The letter was published Thursday by American blogger Ken Klippenstein, who claims to have verified its authenticity based on the document’s timestamp and signature. Multiple experts cited in the article and other sources who reviewed the letter agree that it appears to be genuine.
The content of Rodriguez’s letter, which has since been widely circulated online, offers an emotionally charged, ideologically radical, and deeply unsettling glimpse into the mind of a far-left activist turned terrorist. In what VIN News described as a “lengthy and impassioned” message, Rodriguez justified the murder of two innocent diplomats as a response to what he labeled “genocide” by Israel in Gaza, a characterization that has been widely rejected by mainstream observers and legal experts.
“After a few months of rapidly mounting death tolls, Israel had obliterated the capacity to even continue counting the dead, which has served its genocide well,” Rodriguez wrote. He cited inflated and unverifiable casualty numbers, claiming the Gaza Health Ministry had recorded 53,000 deaths—figures that have been widely disputed and are often supplied by Hamas-controlled sources.
Rodriguez’s words suggest a calculated effort to dehumanize not only the state of Israel but also anyone who supports it—framing his victims as “perpetrators and abettors” of crimes, thus stripping them of their humanity and rationalizing their execution.
Rodriguez’s manifesto is laced with moral absolutism and revolutionary rhetoric, emblematic of a growing subset of ideological extremism on the radical left that sees physical violence as a legitimate form of protest, according to the information provided in the VIN News report. In his closing paragraph, Rodriguez chillingly rationalizes his act of murder as a response not only to current events in Gaza but to longstanding grievances stretching back over a decade.
“The action would have been morally justified taken 11 years ago during Protective Edge,” he wrote, referencing Israel’s 2014 military operation in Gaza. “I think to most Americans such an action would have been illegible, would seem insane. I am glad that today at least there are many Americans for which the action will be highly legible and, in some funny way, the only sane thing to do.”
This alarming statement not only reveals the depth of Rodriguez’s radicalization but also suggests that he believed growing anti-Israel sentiment in the U.S. might normalize or even validate his actions—a dangerous reflection of how extremist narratives have taken root in certain activist circles.
This attack, and Rodriguez’s own words, raise critical concerns about the convergence of radical anti-Israel ideology and real-world violence, as was indicated in the VIN News report. The dissemination of rhetoric portraying Israel as a genocidal state and its supporters as complicit monsters has, in this case, translated into deadly action. The implications for the Jewish community, Israeli diplomats, and supporters of Israel in the United States are profound.
This incident also adds weight to ongoing calls for federal and state authorities to treat anti-Semitic violence fueled by anti-Israel activism with the same urgency as other forms of politically motivated terror. The fact that Rodriguez framed his attack not as random violence, but as a targeted, ideologically motivated act of “justice,” underscores the need for a robust response from law enforcement and civil society.
In the wake of the attack and publication of the letter, Jewish institutions across the country have increased security protocols. Israeli embassies and consulates in major cities have likewise coordinated with federal agencies to reassess potential threats. As the VIN News report noted, the clear targeting of Jewish diplomats outside a Jewish museum—after a Jewish community event—marks a dangerous escalation in the blending of political radicalism and anti-Semitic violence.

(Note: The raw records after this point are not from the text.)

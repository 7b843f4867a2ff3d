//! Web crawler for page and endpoint discovery
//!
//! Sequential crawl over a set-based frontier. Each page is loaded through a
//! [`Browser`] collaborator; every request the browser reports is classified
//! by the [`RequestCollector`] into scan targets for the injection engines.
//! Requests outside the seed's host and port are never collected.

pub mod browser;
pub mod collector;
pub mod extractor;
pub mod frontier;

pub use browser::{Browser, HttpBrowser, InterceptDecision, InterceptedRequest, Page, ResourceType};
pub use collector::{BodyKind, RequestCollector, ScanTarget, TargetBody};
pub use frontier::{Frontier, Scope};

use crate::error::{Result, ScanError};
use crate::models::ScanConfig;
use std::collections::HashSet;
use std::sync::{Arc, Mutex, PoisonError};
use std::time::Duration;
use tracing::{debug, info, warn};
use url::Url;

/// What a finished crawl produced
#[derive(Debug, Default)]
pub struct CrawlOutcome {
    /// Pages that loaded
    pub visited: HashSet<Url>,
    /// Pages whose navigation failed or left the scope, with the reason
    pub failed: Vec<(Url, String)>,
    /// Targets collected from intercepted requests, in interception order
    pub targets: Vec<ScanTarget>,
}

/// Single-domain crawler driving a browser collaborator
pub struct Crawler<B: Browser> {
    browser: B,
    navigation_timeout: Duration,
    max_pages: Option<usize>,
    scope: Arc<Mutex<Option<Scope>>>,
    collected: Arc<Mutex<Vec<ScanTarget>>>,
}

/// A request is collectable when it targets the scope and, if it names the
/// page that issued it, that page is in scope too
fn request_in_scope(scope: &Mutex<Option<Scope>>, request: &InterceptedRequest) -> bool {
    let guard = scope.lock().unwrap_or_else(PoisonError::into_inner);
    let Some(scope) = guard.as_ref() else {
        return false;
    };
    let contains = |raw: &str| Url::parse(raw).is_ok_and(|u| scope.contains(&u));
    contains(&request.url) && request.header("referer").map_or(true, contains)
}

impl<B: Browser> Crawler<B> {
    /// Creates a crawler and wires the browser's request interception to the collector
    pub fn new(mut browser: B, config: &ScanConfig) -> Self {
        let scope = Arc::new(Mutex::new(None));
        let collected = Arc::new(Mutex::new(Vec::new()));

        let filter = Arc::clone(&scope);
        let sink = Arc::clone(&collected);
        browser.on_request(Box::new(move |request: &InterceptedRequest| {
            if !request_in_scope(&filter, request) {
                debug!("Ignoring out-of-scope request {} {}", request.method, request.url);
                return InterceptDecision::Continue;
            }
            if let Some(target) = RequestCollector::classify(request) {
                debug!("Collected target: {target}");
                sink.lock()
                    .unwrap_or_else(PoisonError::into_inner)
                    .push(target);
            }
            InterceptDecision::Continue
        }));

        Self {
            browser,
            navigation_timeout: Duration::from_millis(config.navigation_timeout_ms),
            max_pages: config.max_pages,
            scope,
            collected,
        }
    }

    /// Crawls from the seed until the frontier is drained.
    /// `max_pages` caps navigation attempts, failed ones included.
    pub async fn crawl(&mut self, seed: &str) -> Result<CrawlOutcome> {
        let seed_url = Url::parse(seed)?;
        if !matches!(seed_url.scheme(), "http" | "https") || seed_url.host_str().is_none() {
            return Err(ScanError::ConfigError(format!(
                "Seed URL must be an absolute http(s) URL: {seed}"
            )));
        }

        let mut frontier = Frontier::new(&seed_url);
        *self.scope.lock().unwrap_or_else(PoisonError::into_inner) =
            Some(frontier.scope().clone());
        let mut outcome = CrawlOutcome::default();
        let mut attempted = 0;

        info!("Starting crawler on {seed_url}");

        while let Some(url) = frontier.next() {
            if let Some(max) = self.max_pages {
                if attempted >= max {
                    info!("Crawler reached max page limit ({max})");
                    break;
                }
            }
            attempted += 1;

            info!("Navigating to: {url}");
            // Attempted URLs are never revisited, whether or not they load
            frontier.mark_visited(url.clone());

            let page = match self.browser.navigate(&url, self.navigation_timeout).await {
                Ok(page) => page,
                Err(e) => {
                    warn!("Error navigating to {url}: {e}");
                    outcome.failed.push((url, e.to_string()));
                    continue;
                }
            };

            if page.url != url {
                if !frontier.in_scope(&page.url) {
                    warn!("{url} redirected out of scope to {}", page.url);
                    outcome
                        .failed
                        .push((url, format!("redirected out of scope to {}", page.url)));
                    continue;
                }
                debug!("{url} redirected to {}", page.url);
                frontier.mark_visited(page.url.clone());
            }

            if page.status >= 400 {
                warn!("{} answered HTTP {}", page.url, page.status);
            }

            let mut discovered = 0;
            for href in self.browser.extract_links(&page) {
                match Url::parse(&href) {
                    Ok(link) => {
                        if frontier.enqueue(link) {
                            discovered += 1;
                            debug!("Discovered new link: {href}");
                        }
                    }
                    Err(e) => debug!("Skipping unparsable link {href}: {e}"),
                }
            }
            debug!("{url}: {discovered} new links, {} pending", frontier.pending_count());
            outcome.visited.insert(url);
        }

        outcome.targets = std::mem::take(
            &mut *self.collected.lock().unwrap_or_else(PoisonError::into_inner),
        );

        info!(
            "Crawler finished. Visited {} unique pages, {} failed, {} targets collected",
            outcome.visited.len(),
            outcome.failed.len(),
            outcome.targets.len()
        );

        Ok(outcome)
    }
}
//! Browser collaborator interface and its plain-HTTP implementation
//!
//! The crawler only needs three capabilities from a browser: navigate to a
//! URL, list the links of the loaded page, and report every network request
//! the page issues. [`HttpBrowser`] provides them without a JavaScript
//! engine: it fetches the document, reports the document request, the
//! page's sub-resources and its form submissions (filled with mock values,
//! never sent) to the registered request handlers.

use super::extractor::{self, DiscoveredForm};
use crate::error::{Result, ScanError};
use crate::http::HttpClient;
use async_trait::async_trait;
use reqwest::Method;
use std::fmt;
use std::time::Duration;
use tracing::debug;
use url::Url;

/// Kind of resource a network request loads
#[derive(Debug, Clone, Copy, PartialEq, Eq, Hash)]
pub enum ResourceType {
    Document,
    Stylesheet,
    Image,
    Media,
    Font,
    Script,
    Xhr,
    Fetch,
    Other,
}

impl ResourceType {
    /// Static assets never carry injectable parameters worth probing
    pub fn is_static(&self) -> bool {
        matches!(
            self,
            ResourceType::Image
                | ResourceType::Stylesheet
                | ResourceType::Font
                | ResourceType::Script
                | ResourceType::Media
        )
    }

    /// Parses the lowercase names used by browser automation tools
    pub fn from_name(name: &str) -> Self {
        match name.to_ascii_lowercase().as_str() {
            "document" => ResourceType::Document,
            "stylesheet" => ResourceType::Stylesheet,
            "image" => ResourceType::Image,
            "media" => ResourceType::Media,
            "font" => ResourceType::Font,
            "script" => ResourceType::Script,
            "xhr" => ResourceType::Xhr,
            "fetch" => ResourceType::Fetch,
            _ => ResourceType::Other,
        }
    }
}

impl fmt::Display for ResourceType {
    fn fmt(&self, f: &mut fmt::Formatter<'_>) -> fmt::Result {
        let name = match self {
            ResourceType::Document => "document",
            ResourceType::Stylesheet => "stylesheet",
            ResourceType::Image => "image",
            ResourceType::Media => "media",
            ResourceType::Font => "font",
            ResourceType::Script => "script",
            ResourceType::Xhr => "xhr",
            ResourceType::Fetch => "fetch",
            ResourceType::Other => "other",
        };
        f.write_str(name)
    }
}

/// A network request observed while a page loads
#[derive(Debug, Clone)]
pub struct InterceptedRequest {
    pub method: Method,
    pub url: String,
    pub headers: Vec<(String, String)>,
    pub body: Option<String>,
    pub resource_type: ResourceType,
}

impl InterceptedRequest {
    pub fn get(url: impl Into<String>, resource_type: ResourceType) -> Self {
        Self {
            method: Method::GET,
            url: url.into(),
            headers: Vec::new(),
            body: None,
            resource_type,
        }
    }

    /// Case-insensitive header lookup
    pub fn header(&self, name: &str) -> Option<&str> {
        self.headers
            .iter()
            .find(|(k, _)| k.eq_ignore_ascii_case(name))
            .map(|(_, v)| v.as_str())
    }
}

/// Decision a request handler returns for every intercepted request
#[derive(Debug, Clone, Copy, PartialEq, Eq)]
pub enum InterceptDecision {
    Continue,
    Abort,
}

/// Callback invoked for every intercepted request
pub type RequestHandler = Box<dyn FnMut(&InterceptedRequest) -> InterceptDecision + Send>;

/// A loaded page
#[derive(Debug, Clone)]
pub struct Page {
    /// Final URL after any redirects the browser followed
    pub url: Url,
    pub status: u16,
    pub html: String,
    /// Target of a redirect the browser did not follow
    pub redirect: Option<Url>,
}

/// Capabilities the crawler needs from a browser
#[async_trait]
pub trait Browser: Send {
    /// Loads a page. Fails with [`ScanError::NavigationError`] when the URL cannot be reached.
    async fn navigate(&mut self, url: &Url, timeout: Duration) -> Result<Page>;

    /// Absolute link targets found on the page
    fn extract_links(&self, page: &Page) -> Vec<String>;

    /// Registers a handler for every network request the browser issues
    fn on_request(&mut self, handler: RequestHandler);
}

/// Browser collaborator backed by plain HTTP fetches and HTML parsing
pub struct HttpBrowser {
    client: HttpClient,
    handlers: Vec<RequestHandler>,
}

impl HttpBrowser {
    pub fn new(client: HttpClient) -> Self {
        Self {
            client,
            handlers: Vec::new(),
        }
    }

    /// Runs every handler; any Abort wins
    fn dispatch(&mut self, request: &InterceptedRequest) -> InterceptDecision {
        let mut decision = InterceptDecision::Continue;
        for handler in &mut self.handlers {
            if handler(request) == InterceptDecision::Abort {
                decision = InterceptDecision::Abort;
            }
        }
        decision
    }

    fn form_request(form: &DiscoveredForm, referer: &Url) -> InterceptedRequest {
        let headers = vec![("Referer".to_string(), referer.to_string())];

        if form.method == "POST" {
            let body = url::form_urlencoded::Serializer::new(String::new())
                .extend_pairs(&form.fields)
                .finish();
            let mut headers = headers;
            headers.push((
                "Content-Type".to_string(),
                "application/x-www-form-urlencoded".to_string(),
            ));
            InterceptedRequest {
                method: Method::POST,
                url: form.action.to_string(),
                headers,
                body: Some(body),
                resource_type: ResourceType::Document,
            }
        } else {
            let mut action = form.action.clone();
            action.query_pairs_mut().clear().extend_pairs(&form.fields);
            InterceptedRequest {
                method: Method::GET,
                url: action.to_string(),
                headers,
                body: None,
                resource_type: ResourceType::Document,
            }
        }
    }
}

#[async_trait]
impl Browser for HttpBrowser {
    async fn navigate(&mut self, url: &Url, timeout: Duration) -> Result<Page> {
        let navigation = InterceptedRequest::get(url.as_str(), ResourceType::Document);
        if self.dispatch(&navigation) == InterceptDecision::Abort {
            return Err(ScanError::NavigationError {
                url: url.to_string(),
                reason: "aborted by request handler".to_string(),
            });
        }

        let navigation_error = |e: ScanError| ScanError::NavigationError {
            url: url.to_string(),
            reason: e.to_string(),
        };

        let response = self
            .client
            .get(url.as_str(), timeout)
            .await
            .map_err(navigation_error)?;
        let final_url = response.url().clone();
        let status = response.status().as_u16();

        // Redirects are handed back to the crawler as a link, so the target
        // goes through the frontier's scope and visited checks
        if response.status().is_redirection() {
            let redirect = response
                .headers()
                .get(reqwest::header::LOCATION)
                .and_then(|v| v.to_str().ok())
                .and_then(|location| extractor::resolve_url(&final_url, location));
            debug!("{final_url} redirects to {redirect:?}");
            return Ok(Page {
                url: final_url,
                status,
                html: String::new(),
                redirect,
            });
        }

        let html = response
            .text()
            .await
            .map_err(|e| navigation_error(ScanError::HttpError(e)))?;

        for (resource, resource_type) in extractor::extract_subresources(&final_url, &html) {
            let mut request = InterceptedRequest::get(resource.as_str(), resource_type);
            request
                .headers
                .push(("Referer".to_string(), final_url.to_string()));
            self.dispatch(&request);
        }

        let forms = extractor::extract_forms(&final_url, &html);
        debug!("{} forms on {final_url}", forms.len());
        for form in &forms {
            let request = Self::form_request(form, &final_url);
            self.dispatch(&request);
        }

        Ok(Page {
            url: final_url,
            status,
            html,
            redirect: None,
        })
    }

    fn extract_links(&self, page: &Page) -> Vec<String> {
        if let Some(ref redirect) = page.redirect {
            return vec![redirect.to_string()];
        }
        extractor::extract_links(&page.url, &page.html)
    }

    fn on_request(&mut self, handler: RequestHandler) {
        self.handlers.push(handler);
    }
}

The Jewish community, both in the U.S. and abroad, continues to mourn the loss of two young lives—professionals dedicated to diplomacy and service to their country. The letter left behind by their killer, rather than offering insight or remorse, serves only as a grim warning of the ideological currents that can justify hatred in the name of activism.
The release of Elias Rodriguez’s final letter has confirmed what many feared: the fatal shooting in Washington was a premeditated act of terror inspired by a distorted worldview that equates support for Israel with moral depravity and sees murder as a form of protest. This tragedy is not merely an isolated incident—it is a stark indicator of the volatile intersection of radical ideology, political violence, and anti-Semitism.
Law enforcement officials continue to investigate the broader context of Rodriguez’s activities, including whether he acted alone or was in contact with like-minded radicals. Meanwhile, Jewish leaders and advocacy groups are calling for greater vigilance and a national reckoning with the dangerous consequences of unchecked hatred masquerading as justice.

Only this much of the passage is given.